Writing is her favorite creative process. Cross has loved words since she was a little kid. She also wrote her first “book” at age four: Blackie the Little Black Dog and the Flying Washing Machine. Since books for this age group were the most fun to read, she thought as an adult that they would also be the most enjoyable to write.

According to her About, her inspiration for the Skylar Robbins’ mysteries comes from an incident when she was six years old. Cross played hide-and-seek with the little girl who lived in a creepy two-story in Santa Monica Canyon. There were closets and secret hiding places with doors that opened into other rooms. Later, she wondered, “What if there was a clue hidden in one of those closets?” Skylar is modeled on her mom, a strong woman who faced fears head on. The fingerprint illustrations are from actual jpeg images which Cross found online and that her husband recreated in Adobe Illustrator to give them a more kid-friendly feel.

In addition to writing mysteries and reading, Carrie loves to cook, hike at the beach, go boating, and travel. I posted a review yesterday of The Mystery of Shadow Hills.

CarrieCrossALLISON: Were you an only child or one of a sibling group? How did that impact the kind of adventures you experienced during your childhood?

CARRIE: I am an only child, so when I wasn’t spending time with friends I had to entertain myself, and loved to do anything creative. When I was about ten I got my first guitar. I taught myself chords out of a book and wrote songs I would sing with my friends, trying out simple harmonies. I also enjoyed making art projects like creating faux stained glass windows with liquid lead and glass stain. I’d hunt through the field behind our house for pretty rocks and paint them with clear nail polish to make paperweights. And of course, one of my favorite creative pastimes was writing. Besides writing songs, I penned poems and short stories in elementary school, and then I made my first attempt at a novel in junior high. I wrote an adult novel after college that was never published, and then decided I wanted to try writing a middle grade mystery. Teen Mystery Press published Skylar Robbins: The Mystery of Shadow Hills in June 2013, and the sequel, The Mystery of The Hidden Jewels, comes out this summer

ALLISON: Who served as your role model during your adolescence?

CARRIE: Definitely my mom, the late Sylvia Cross.
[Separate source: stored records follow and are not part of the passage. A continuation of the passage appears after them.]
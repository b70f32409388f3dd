// ─────────────────────────────────────────────────────────────────────
// Algrid — Grid Renderer
// ─────────────────────────────────────────────────────────────────────
//! Plain-text dump of an alignment grid for eyeballing extraction runs.
//!
//! ```text
//! +---------+
//! |1x  .  . |  0 the
//! | . #x  . |  1 house
//! | .  .  x |  2 is
//! +---------+
//!   0  1  2
//! 0=la 1=maison 2=est
//! ```
//!
//! Each cell prints two characters: a phrase marker and an alignment
//! marker. `x` is a word link, `.` an unaligned pair. Cells inside the
//! highlighted span print `#` (and `#` again when unaligned). Around the
//! highlighted span, `1`/`2`/`3`/`4` flag cells holding the bottom-right,
//! top-right, bottom-left or top-left corner of a consistent span lying
//! NW, SW, NE or SE of it.
//!
//! Only the public read API of [`AlignmentGrid`] is used.

use std::fmt;

use algrid_types::{GridError, GridResult, PhraseSpan, RelativePos, SpanBounds};

use crate::alignment::WordAlignment;
use crate::grid::AlignmentGrid;

const SYM_CORNER: char = '+';
const SYM_VERT: char = '|';
const SYM_HORIZ: char = '-';
const SYM_UNALIGNED: char = '.';
const SYM_PHRASE: char = '#';
const SYM_ALIGNED: char = 'x';

/// Builder for a textual grid dump.
pub struct GridRenderer<'a, S, A: ?Sized> {
    grid: &'a AlignmentGrid<S>,
    alignment: &'a A,
    highlight: Option<PhraseSpan>,
    title: Option<&'a str>,
    e_words: &'a [&'a str],
    f_words: &'a [&'a str],
}

impl<'a, S, A: WordAlignment + ?Sized> GridRenderer<'a, S, A> {
    pub fn new(grid: &'a AlignmentGrid<S>, alignment: &'a A) -> Self {
        Self {
            grid,
            alignment,
            highlight: None,
            title: None,
            e_words: &[],
            f_words: &[],
        }
    }

    /// Draw `span` as a filled box and mark its diagonal neighbours.
    pub fn with_span<T: SpanBounds + ?Sized>(mut self, span: &T) -> GridResult<Self> {
        self.highlight = Some(PhraseSpan::new(
            span.f_start(),
            span.f_end(),
            span.e_start(),
            span.e_end(),
        )?);
        Ok(self)
    }

    pub fn with_title(mut self, title: &'a str) -> Self {
        self.title = Some(title);
        self
    }

    /// Target words label the rows, source words go in the legend.
    pub fn with_words(mut self, e_words: &'a [&'a str], f_words: &'a [&'a str]) -> Self {
        self.e_words = e_words;
        self.f_words = f_words;
        self
    }

    /// Render the dump. Fails if the alignment does not cover the grid's
    /// current working rectangle.
    pub fn render(&self) -> GridResult<String> {
        let (f_len, e_len) = (self.grid.f_len(), self.grid.e_len());
        if self.alignment.f_len() != f_len || self.alignment.e_len() != e_len {
            return Err(GridError::Alignment(format!(
                "alignment is {}x{} but grid is {f_len}x{e_len}",
                self.alignment.f_len(),
                self.alignment.e_len()
            )));
        }
        Ok(self.to_string())
    }

    fn phrase_symbol(&self, span: &PhraseSpan, f: usize, e: usize) -> char {
        let pos = self.grid.relative_pos(span, f, e);
        if pos == RelativePos::I {
            return SYM_PHRASE;
        }
        if !self.grid.has_facing_corner(span, f, e).unwrap_or(false) {
            return ' ';
        }
        match pos {
            RelativePos::NW => '1',
            RelativePos::SW => '2',
            RelativePos::NE => '3',
            RelativePos::SE => '4',
            _ => ' ',
        }
    }

    fn border(&self, out: &mut fmt::Formatter<'_>) -> fmt::Result {
        write!(out, "{SYM_CORNER}")?;
        for f in 0..self.grid.f_len() {
            if f > 0 {
                write!(out, "{SYM_HORIZ}")?;
            }
            write!(out, "{SYM_HORIZ}{SYM_HORIZ}")?;
        }
        writeln!(out, "{SYM_HORIZ}{SYM_CORNER}")
    }
}

impl<S, A: WordAlignment + ?Sized> fmt::Display for GridRenderer<'_, S, A> {
    fn fmt(&self, out: &mut fmt::Formatter<'_>) -> fmt::Result {
        let (f_len, e_len) = (self.grid.f_len(), self.grid.e_len());

        if let Some(title) = self.title {
            writeln!(out, "{title}")?;
        }
        self.border(out)?;
        for e in 0..e_len {
            write!(out, "{SYM_VERT}")?;
            for f in 0..f_len {
                if f > 0 {
                    write!(out, " ")?;
                }
                let mut align_sym = if self.alignment.is_aligned(f, e) {
                    SYM_ALIGNED
                } else {
                    SYM_UNALIGNED
                };
                let phrase_sym = match &self.highlight {
                    Some(span) => self.phrase_symbol(span, f, e),
                    None => ' ',
                };
                if phrase_sym == SYM_PHRASE && align_sym == SYM_UNALIGNED {
                    align_sym = SYM_PHRASE;
                }
                write!(out, "{phrase_sym}{align_sym}")?;
            }
            write!(out, " {SYM_VERT} {e:2}")?;
            match self.e_words.get(e) {
                Some(word) => writeln!(out, " {word}")?,
                None => writeln!(out)?,
            }
        }
        self.border(out)?;

        write!(out, " ")?;
        for f in 0..f_len {
            if f > 0 {
                write!(out, " ")?;
            }
            write!(out, "{f:2}")?;
        }
        writeln!(out)?;

        if !self.f_words.is_empty() {
            let legend: Vec<String> = self
                .f_words
                .iter()
                .take(f_len)
                .enumerate()
                .map(|(f, word)| format!("{f}={word}"))
                .collect();
            writeln!(out, "{}", legend.join(" "))?;
        }
        Ok(())
    }
}

#[cfg(test)]
mod tests {
    use super::*;
    use crate::alignment::SymmetricAlignment;
    use std::sync::Arc;

    #[test]
    fn test_plain_dump() {
        let mut grid: AlignmentGrid = AlignmentGrid::with_capacity(8).unwrap();
        grid.init(2, 2).unwrap();
        let alignment = SymmetricAlignment::from_pairs(2, 2, "0-0 1-1").unwrap();
        let text = GridRenderer::new(&grid, &alignment)
            .with_words(&["the", "house"], &["la", "maison"])
            .render()
            .unwrap();
        let expected = "\
+------+
| x  . |  0 the
| .  x |  1 house
+------+
  0  1
0=la 1=maison
";
        assert_eq!(text, expected);
    }

    #[test]
    fn test_highlight_and_neighbour_markers() {
        let mut grid: AlignmentGrid = AlignmentGrid::with_capacity(8).unwrap();
        grid.init(3, 3).unwrap();
        let centre = Arc::new(PhraseSpan::new(1, 1, 1, 1).unwrap());
        grid.add_span(PhraseSpan::new(0, 0, 0, 0).unwrap(), true).unwrap();
        grid.add_span(centre.clone(), true).unwrap();
        grid.add_corners_only(2, 2, 2, 2).unwrap();
        let alignment = SymmetricAlignment::from_pairs(3, 3, "0-0 1-1 2-2").unwrap();

        let text = GridRenderer::new(&grid, &alignment)
            .with_span(&*centre)
            .unwrap()
            .with_title("sentence 7")
            .render()
            .unwrap();
        let lines: Vec<&str> = text.lines().collect();
        assert_eq!(lines[0], "sentence 7");
        assert_eq!(lines[1], "+---------+");
        assert_eq!(lines[2], "|1x  .  . |  0");
        assert_eq!(lines[3], "| . #x  . |  1");
        assert_eq!(lines[4], "| .  . 4x |  2");
        assert_eq!(lines[5], "+---------+");
        assert_eq!(lines[6], "  0  1  2");
        assert_eq!(lines.len(), 7);
    }

    #[test]
    fn test_unaligned_inside_span_is_filled() {
        let mut grid: AlignmentGrid = AlignmentGrid::with_capacity(8).unwrap();
        grid.init(1, 2).unwrap();
        let alignment = SymmetricAlignment::from_pairs(2, 1, "0-0").unwrap();
        let span = PhraseSpan::new(0, 1, 0, 0).unwrap();
        let text = GridRenderer::new(&grid, &alignment)
            .with_span(&span)
            .unwrap()
            .render()
            .unwrap();
        assert!(text.contains("|#x ## |  0"));
    }

    #[test]
    fn test_dimension_mismatch_rejected() {
        let mut grid: AlignmentGrid = AlignmentGrid::with_capacity(8).unwrap();
        grid.init(2, 3).unwrap();
        let alignment = SymmetricAlignment::new(2, 2);
        let err = GridRenderer::new(&grid, &alignment).render().unwrap_err();
        assert!(matches!(err, GridError::Alignment(_)));
    }
}
// ─────────────────────────────────────────────────────────────────────
// Algrid — Phrase Span
// ─────────────────────────────────────────────────────────────────────
//! Bounding box of a candidate bilingual phrase pair.
//!
//! Indices are 0-based and inclusive on both ends. `f` is the source side,
//! `e` the target side.

use serde::{Deserialize, Serialize};

use crate::error::{GridError, GridResult};

/// Read access to a span's bounding box.
///
/// Implemented by [`PhraseSpan`]; extraction pipelines that carry richer
/// phrase records implement it for their own type and hand those to the
/// grid directly. Implementors must uphold `f_start <= f_end` and
/// `e_start <= e_end`.
pub trait SpanBounds {
    fn f_start(&self) -> usize;
    fn f_end(&self) -> usize;
    fn e_start(&self) -> usize;
    fn e_end(&self) -> usize;

    /// Number of source positions covered.
    fn f_width(&self) -> usize {
        self.f_end() - self.f_start() + 1
    }

    /// Number of target positions covered.
    fn e_width(&self) -> usize {
        self.e_end() - self.e_start() + 1
    }

    /// Whether `(f, e)` lies inside the box.
    fn contains(&self, f: usize, e: usize) -> bool {
        (self.f_start()..=self.f_end()).contains(&f) && (self.e_start()..=self.e_end()).contains(&e)
    }
}

/// Immutable phrase-pair bounding box.
#[derive(Debug, Clone, Copy, PartialEq, Eq, Hash, Serialize, Deserialize)]
#[serde(try_from = "RawSpan")]
pub struct PhraseSpan {
    f_start: usize,
    f_end: usize,
    e_start: usize,
    e_end: usize,
}

impl PhraseSpan {
    /// Build a span, rejecting inverted ranges.
    pub fn new(f_start: usize, f_end: usize, e_start: usize, e_end: usize) -> GridResult<Self> {
        if f_start > f_end {
            return Err(GridError::InvalidSpan(format!(
                "f_start {f_start} > f_end {f_end}"
            )));
        }
        if e_start > e_end {
            return Err(GridError::InvalidSpan(format!(
                "e_start {e_start} > e_end {e_end}"
            )));
        }
        Ok(Self {
            f_start,
            f_end,
            e_start,
            e_end,
        })
    }
}

impl SpanBounds for PhraseSpan {
    #[inline]
    fn f_start(&self) -> usize {
        self.f_start
    }

    #[inline]
    fn f_end(&self) -> usize {
        self.f_end
    }

    #[inline]
    fn e_start(&self) -> usize {
        self.e_start
    }

    #[inline]
    fn e_end(&self) -> usize {
        self.e_end
    }
}

#[derive(Deserialize)]
struct RawSpan {
    f_start: usize,
    f_end: usize,
    e_start: usize,
    e_end: usize,
}

impl TryFrom<RawSpan> for PhraseSpan {
    type Error = GridError;

    fn try_from(raw: RawSpan) -> GridResult<Self> {
        Self::new(raw.f_start, raw.f_end, raw.e_start, raw.e_end)
    }
}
I always try to emulate her leadership and strength of character. She had a quote from Calvin Coolidge hanging over the desk in her study where I used to do my homework, and it has remained my motto to this day: “Persistence and determination alone are omnipotent.” As president of the Women’s National Book Association, my mom took the organization to new heights, winning the respect of all of the chapter presidents. She was a mentor to many friends and coworkers. People still tell me that when faced with a problem or dilemma they ask themselves, “What would Sylvia have done?” What a nice compliment! I learned to be a good listener from my mom, and like her, I’m a friend people turn to for advice.

ALLISON: You lived in Malibu for eight years. What were your favorite activities there?

CARRIE: Walking on the beach, photographing my husband while he surfed, hiking in the hills overlooking the ocean, body surfing, and exploring caves. One of my favorite scenes in Skylar Robbins: The Mystery of Shadow Hills takes place in the caves on Malibu Beach. Skylar’s new friend Kat challenges her to search three caves at midnight to search for seeds she promises will grow into gems.

“Sky,” Kat cried suddenly, pointing across the black sand. “Look. There they are.” I was more concerned about the rising tide, and looked out over the dark rumbling ocean. White spray flew up in the air as another huge wave crashed nearby. So loud it sounded like a refrigerator fell off a tall building and landed right next to us. I hurried after Kat as the water rushed forward. “This is it. Three caves.” Moonlight cast shadows behind the boulders that guarded the entrance. We darted around them and climbed under the rock arch.

The dark cave stunk of washed-up kelp, dank and rotten. I shuffled forward on the damp sand with my hands out in front of me like a sleepwalker, hoping I wouldn’t stumble over a rock or bash into a wall. I pulled out my flashlight and turned it on. As soon as its beam lit up the cave, heavy flies woke up, buzzing around the seaweed and bonking into my face. I ducked, swatting them away. Kat hurried past me and rushed toward the back of the cave, peering at the ground. Suddenly she cried, “Sky—here they are. I found the gem seeds!” Hidden between the boulders, disguised as wet pebbles, shining gem seeds winked up at us.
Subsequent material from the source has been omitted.